L’expression « diamant du sang » a été pour la première fois employée lors de la guerre civile angolaise (1975-2002). L’Union nationale pour l’indépendance totale de l’Angola (UNITA) s’opposait alors au Mouvement populaire de libération de l’Angola (MPLA) pour prendre le pouvoir. Une mission onusienne révéla que l’UNITA, pour financer son effort de guerre, échangeait les diamants bruts extraits des gisements qu’elle contrôlait contre des armes. Des diamants bruts étaient également vendus en espèces, qui servaient ensuite à acquérir de l’armement. En juin 1999, sous la pression du Canada, l’ONU décida donc de frapper d’un embargo l’exportation de diamants angolais. L’UNITA se retrouva affaiblie puisque privée d’une des principales sources de financement de ces opérations politiques et militaires mais aussi de reconnaissance internationale.
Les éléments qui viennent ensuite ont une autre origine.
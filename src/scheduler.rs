//! Lifecycle Scheduler (§4.4): deferred one-shot call-completion timers,
//! cancellable on abandonment.
//!
//! Grounded on `original_source/.../orchestrator.py: _schedule_call_completion`,
//! which keeps a `Dict[str, asyncio.Task]` of per-call timers and cancels the
//! task on abandon. The Rust equivalent is a per-call `tokio::spawn` plus a
//! `JoinHandle` stored in a `DashMap` — the same per-call-task shape the
//! source uses, scaled with Tokio's own task scheduler rather than a
//! hand-rolled one. §9 notes that a single min-heap timer wheel is the right
//! choice at very high call volumes without changing this external contract;
//! this crate takes the simpler per-call-task route the source itself uses,
//! since the external `schedule`/`cancel` contract is unchanged either way.

use std::future::Future;
use std::sync::Arc;
use std::time::Duration;

use dashmap::DashMap;
use tokio::task::JoinHandle;

/// SCHEDULED -> (FIRED | CANCELLED) per call-id (§4.4 state machine).
#[derive(Clone)]
pub struct LifecycleScheduler {
    timers: Arc<DashMap<String, JoinHandle<()>>>,
}

impl LifecycleScheduler {
    pub fn new() -> Self {
        Self {
            timers: Arc::new(DashMap::new()),
        }
    }

    /// Registers a one-shot deferred action that runs `action` after `after`
    /// elapses (§4.4 contract). Overwrites (and aborts) any existing timer
    /// for the same call-id — callers are expected to schedule at most one
    /// pending release per call.
    pub fn schedule<Fut>(&self, call_id: String, after: Duration, action: Fut)
    where
        Fut: Future<Output = ()> + Send + 'static,
    {
        let timers = self.timers.clone();
        let id_for_cleanup = call_id.clone();
        let handle = tokio::spawn(async move {
            tokio::time::sleep(after).await;
            action.await;
            timers.remove(&id_for_cleanup);
        });
        if let Some(old) = self.timers.insert(call_id, handle) {
            old.abort();
        }
    }

    /// Cancels a pending timer, returning `true` if one was live. A no-op
    /// (returns `false`) if the timer already fired or never existed —
    /// matches the §4.4 cancellation semantics exactly.
    pub fn cancel(&self, call_id: &str) -> bool {
        match self.timers.remove(call_id) {
            Some((_, handle)) => {
                handle.abort();
                true
            }
            None => false,
        }
    }

    pub fn pending_count(&self) -> usize {
        self.timers.len()
    }

    pub fn is_scheduled(&self, call_id: &str) -> bool {
        self.timers.contains_key(call_id)
    }
}

impl Default for LifecycleScheduler {
    fn default() -> Self {
        Self::new()
    }
}

#[cfg(test)]
mod tests {
    use super::*;
    use std::sync::atomic::{AtomicBool, Ordering};

    #[tokio::test]
    async fn fires_after_delay() {
        let scheduler = LifecycleScheduler::new();
        let fired = Arc::new(AtomicBool::new(false));
        let fired_clone = fired.clone();

        scheduler.schedule("call-1".to_string(), Duration::from_millis(10), async move {
            fired_clone.store(true, Ordering::SeqCst);
        });

        assert!(scheduler.is_scheduled("call-1"));
        tokio::time::sleep(Duration::from_millis(50)).await;
        assert!(fired.load(Ordering::SeqCst));
        assert!(!scheduler.is_scheduled("call-1"));
    }

    #[tokio::test]
    async fn cancel_before_fire_prevents_action() {
        let scheduler = LifecycleScheduler::new();
        let fired = Arc::new(AtomicBool::new(false));
        let fired_clone = fired.clone();

        scheduler.schedule("call-1".to_string(), Duration::from_millis(50), async move {
            fired_clone.store(true, Ordering::SeqCst);
        });

        assert!(scheduler.cancel("call-1"));
        tokio::time::sleep(Duration::from_millis(80)).await;
        assert!(!fired.load(Ordering::SeqCst));
    }

    #[tokio::test]
    async fn cancel_after_fire_is_a_noop() {
        let scheduler = LifecycleScheduler::new();
        scheduler.schedule("call-1".to_string(), Duration::from_millis(5), async move {});
        tokio::time::sleep(Duration::from_millis(30)).await;
        assert!(!scheduler.cancel("call-1"));
    }

    #[tokio::test]
    async fn cancel_unknown_call_is_a_noop() {
        let scheduler = LifecycleScheduler::new();
        assert!(!scheduler.cancel("never-scheduled"));
    }
}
Les sanctions onusiennes permirent au MPLA d’affirmer sa légitimité et d’évincer l’UNITA, dorénavant considérée comme un mouvement rebelle par la communauté internationale. Toutefois, les diamants n’ont joué qu’un rôle secondaire en Angola puisque la principale source de revenus du pays lusophone est le pétrole et que le conflit s’est organisé en partie autour du contrôle de cette ressource.
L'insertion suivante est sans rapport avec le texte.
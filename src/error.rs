//! Crate-wide error types
//!
//! Errors are grouped the way the dispatch protocol fails (§7 of the spec):
//! configuration errors are fatal at startup, store/lock/scheduler faults are
//! recoverable per-call failures the dispatcher folds into its typed result,
//! and notifier failures never escape their own boundary at all (they are
//! logged and counted by the [`crate::notifier::Notifier`] directly and never
//! constructed as a [`DispatchError`]).

use thiserror::Error;

/// Result type alias used throughout the crate's public API.
pub type Result<T> = std::result::Result<T, DispatchError>;

/// Errors that can cross a public API boundary.
#[derive(Debug, Error)]
pub enum DispatchError {
    /// A configuration value failed validation at load time (§7 item 8).
    /// Fatal: the process must not start with an invalid configuration.
    #[error("invalid configuration: {0}")]
    InvalidConfig(String),

    /// The fast-tier (in-memory) store failed a point operation. Fatal to
    /// the dispatch in progress (§7 item 4).
    #[error("state store fast-tier error: {0}")]
    FastTier(String),

    /// The durable tier failed a write-through. Never fatal to the dispatch
    /// (§7 item 5); surfaced here only for callers that explicitly want to
    /// observe durable-tier health (e.g. the `status`/`cleanup` CLI paths).
    #[error("state store durable-tier error: {0}")]
    DurableTier(#[from] sqlx::Error),

    /// The requested entity does not exist in the fast tier.
    #[error("entity not found: {kind} {id}")]
    NotFound { kind: &'static str, id: String },

    /// The assignment lock for a call-id was already held (§4.2). Not
    /// retried by the caller; reported back as `race-detected`.
    #[error("race detected for call {0} — already being processed")]
    RaceDetected(String),

    /// No AVAILABLE agent existed at the moment of selection (§4.3 step 3).
    #[error("no agents available for call {0}")]
    Saturated(String),

    /// The lifecycle scheduler could not complete a call because the agent
    /// or call record had vanished from the state store (§4.4, §7 item 7).
    #[error("scheduler fault completing call {0}: {1}")]
    SchedulerFault(String, String),

    /// An entity transitioned out of order, violating a data-model invariant
    /// (§3). Indicates a bug in the caller, not a runtime race.
    #[error("invalid state transition for {kind} {id}: {reason}")]
    InvalidTransition {
        kind: &'static str,
        id: String,
        reason: String,
    },
}

impl DispatchError {
    /// Stable category label for metrics grouping, mirroring the `category()`
    /// helper the teacher crate attaches to its own error enum.
    pub fn category(&self) -> &'static str {
        match self {
            DispatchError::InvalidConfig(_) => "config",
            DispatchError::FastTier(_) => "fast_tier",
            DispatchError::DurableTier(_) => "durable_tier",
            DispatchError::NotFound { .. } => "not_found",
            DispatchError::RaceDetected(_) => "race_detected",
            DispatchError::Saturated(_) => "saturated",
            DispatchError::SchedulerFault(_, _) => "scheduler_fault",
            DispatchError::InvalidTransition { .. } => "invalid_transition",
        }
    }
}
En République démocratique du Congo (RDC), les diamants n’ont pas été qu’un moyen de financer les chefs de guerre. Pendant les deux guerres du Congo (1996-2003), les diamants ont été un enjeu essentiel. A la différence de l’Angola, la production diamantifère est la principale source de revenus de la RDC.  Un différend ethno-politique est à l’origine de la Première guerre du Congo (1996-1997) après que le dictateur Mobutu a refusé d’accorder la nationalité zaïroise aux membres de l’ethnie Banyarwanda. Le mouvement de Laurent Désiré Kabila, les Forces démocratiques pour la libération du Congo (AFDL) prend les armes et cherche à destituer le dictateur. L’AFDL est financée grâce à des contrats sur les gisements diamantifères congolais signés avec des entreprises occidentales notamment canadiennes, américaines et israéliennes. Fort de ces importants financements, Kabila parvient à renverser Mobutu et devient président de la RDC en 1997. La Deuxième guerre du Congo, en revanche, a eu pour principal motif le contrôle des principaux gisements de diamants congolais. Ce conflit a opposé la RDC et ses alliés namibien, angolais et zimbabwéen au Burundi, l’Ouganda et le Rwanda, vivement intéressés par les concessions diamantifères congolaises.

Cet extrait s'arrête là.